━━━ Provided records

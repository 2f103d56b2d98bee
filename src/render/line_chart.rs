use plotters::coord::Shift;
use plotters::prelude::*;

use crate::processing::pivot::PivotTable;
use crate::render::axis::{XAxis, YScale};
use crate::render::{Chart, PlotError, Result};
use crate::state::chart_config::ChartConfig;
use crate::state::series_style::Marker;

const LINE_WIDTH: u32 = 2;

/// One line per pivot column, through the cells that have a value.
pub struct LineChart<'a> {
    pub table: &'a PivotTable,
    pub config: &'a ChartConfig,
}

impl<'a> LineChart<'a> {
    pub fn new(table: &'a PivotTable, config: &'a ChartConfig) -> Self {
        Self { table, config }
    }

    /// Runs of consecutive present cells for column `col`, in axis
    /// coordinates. A missing cell ends a run.
    pub fn segments(&self, axis: &XAxis, y: YScale, col: usize) -> Vec<Vec<(f64, f64)>> {
        let mut segments = Vec::new();
        let mut current = Vec::new();
        for (row, value) in self.table.column(col).enumerate() {
            match value.and_then(|v| y.project(v)) {
                Some(c) => current.push((axis.position(row), c)),
                None if !current.is_empty() => segments.push(std::mem::take(&mut current)),
                None => {}
            }
        }
        if !current.is_empty() {
            segments.push(current);
        }
        segments
    }
}

impl Chart for LineChart<'_> {
    fn draw<DB: DrawingBackend>(&self, root: &DrawingArea<DB, Shift>) -> Result<()> {
        let cfg = self.config;
        let theme = cfg.theme;
        let fg = theme.foreground();
        let font = cfg.font_px();

        root.fill(&theme.background())
            .map_err(|e| PlotError::DrawingArea(e.to_string()))?;

        let axis = XAxis::for_lines(self.table.rows());
        let y = YScale::new(cfg.log_y);
        tracing::debug!(
            theme = theme.label(),
            categorical = matches!(axis, XAxis::Categorical(_)),
            "drawing line chart"
        );
        let (x_lo, x_hi) = axis.range();
        let (y_lo, y_hi) = y.range(self.table.present_values());

        let mut builder = ChartBuilder::on(root);
        builder
            .margin(font)
            .x_label_area_size(font * 3)
            .y_label_area_size(font * 5);
        if !cfg.title.is_empty() {
            builder.caption(&cfg.title, ("sans-serif", font * 6 / 5).into_font().color(&fg));
        }
        let mut chart = builder
            .build_cartesian_2d(x_lo..x_hi, y_lo..y_hi)
            .map_err(|e| PlotError::ChartConfig(e.to_string()))?;

        let x_fmt = |v: &f64| {
            if cfg.x_axis.show_tick_labels {
                axis.tick_label(*v)
            } else {
                String::new()
            }
        };
        let y_fmt = |v: &f64| {
            if cfg.y_axis.show_tick_labels {
                y.tick_label(*v)
            } else {
                String::new()
            }
        };

        let mut mesh = chart.configure_mesh();
        mesh.axis_style(fg)
            .bold_line_style(theme.grid_color())
            .light_line_style(theme.minor_grid_color())
            .label_style(("sans-serif", font).into_font().color(&fg))
            .x_label_formatter(&x_fmt)
            .y_label_formatter(&y_fmt);
        if let XAxis::Categorical(labels) = &axis {
            mesh.x_labels(labels.len().max(1));
        }
        if !cfg.x_axis.label.is_empty() {
            mesh.x_desc(cfg.x_axis.label.as_str());
        }
        if !cfg.y_axis.label.is_empty() {
            mesh.y_desc(cfg.y_axis.label.as_str());
        }
        if !cfg.x_axis.grid {
            mesh.disable_x_mesh();
        }
        if !cfg.y_axis.grid {
            mesh.disable_y_mesh();
        }
        mesh.max_light_lines(cfg.light_lines());
        mesh.draw().map_err(|e| PlotError::Drawing(e.to_string()))?;

        let marker_size = (font / 3).max(3) as i32;
        for (col, label) in self.table.columns().iter().enumerate() {
            let style = cfg.series_style(label, col, LINE_WIDTH);
            let color = style.color;
            let stroke = color.stroke_width(style.line_width);
            let segments = self.segments(&axis, y, col);
            tracing::debug!(
                series = %label,
                marker = style.marker.label(),
                points = segments.iter().map(Vec::len).sum::<usize>(),
                "plotting series"
            );

            for (i, segment) in segments.iter().enumerate() {
                let drawn = chart
                    .draw_series(LineSeries::new(segment.iter().copied(), stroke))
                    .map_err(|e| PlotError::Drawing(e.to_string()))?;
                if i == 0 {
                    drawn.label(label.as_str()).legend(move |(x, y)| {
                        PathElement::new(vec![(x, y), (x + 20, y)], color.stroke_width(LINE_WIDTH))
                    });
                }
            }

            let points = segments.iter().flatten().copied();
            match style.marker {
                Marker::Circle => chart
                    .draw_series(points.map(|p| Circle::new(p, marker_size, color.filled())))
                    .map(|_| ()),
                Marker::Cross => chart
                    .draw_series(points.map(|p| Cross::new(p, marker_size, color.stroke_width(2))))
                    .map(|_| ()),
                Marker::Triangle => chart
                    .draw_series(points.map(|p| TriangleMarker::new(p, marker_size, color.filled())))
                    .map(|_| ()),
                Marker::Square => chart
                    .draw_series(points.map(|p| {
                        EmptyElement::at(p)
                            + Rectangle::new(
                                [(-marker_size, -marker_size), (marker_size, marker_size)],
                                color.filled(),
                            )
                    }))
                    .map(|_| ()),
                Marker::None => Ok(()),
            }
            .map_err(|e| PlotError::Drawing(e.to_string()))?;
        }

        if cfg.legend.include && self.table.column_count() > 0 {
            chart
                .configure_series_labels()
                .position(SeriesLabelPosition::UpperLeft)
                .background_style(theme.background().mix(0.8))
                .border_style(fg)
                .label_font(("sans-serif", font).into_font().color(&fg))
                .draw()
                .map_err(|e| PlotError::Drawing(e.to_string()))?;
        }

        Ok(())
    }
}

#[cfg(test)]
mod tests {
    use super::*;
    use crate::processing::reshape::reshape_text;

    #[test]
    fn missing_cells_split_the_line() {
        let (_, tables) = reshape_text("a 1 1\na 2 2\nb 2 5\na 4 4\nb 3 6").unwrap();
        let config = ChartConfig::line_defaults();
        let chart = LineChart::new(&tables.mean, &config);
        let axis = XAxis::for_lines(tables.mean.rows());
        let y = YScale::new(false);

        // rows: 1, 2, 3, 4
        assert_eq!(
            chart.segments(&axis, y, 0),
            vec![vec![(1.0, 1.0), (2.0, 2.0)], vec![(4.0, 4.0)]]
        );
        assert_eq!(chart.segments(&axis, y, 1), vec![vec![(2.0, 5.0), (3.0, 6.0)]]);
    }

    #[test]
    fn log_axis_drops_non_positive_points() {
        let (_, tables) = reshape_text("a 1 0\na 2 100").unwrap();
        let config = ChartConfig::line_defaults();
        let chart = LineChart::new(&tables.mean, &config);
        let axis = XAxis::for_lines(tables.mean.rows());
        assert_eq!(chart.segments(&axis, YScale::new(true), 0), vec![vec![(2.0, 2.0)]]);
    }
}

━━━━━━

> **What to do**
Please copy the lines in the records above between the one holding "let x_fmt = |v: &f64|" and the one holding "let y_fmt = |v: &f64|", inclusive, exactly and with no other line.

> **Exercise response**
        let x_fmt = |v: &f64| {
            if cfg.x_axis.show_tick_labels {
                axis.tick_label(*v)
            } else {
                String::new()
            }
        };
        let y_fmt = |v: &f64| {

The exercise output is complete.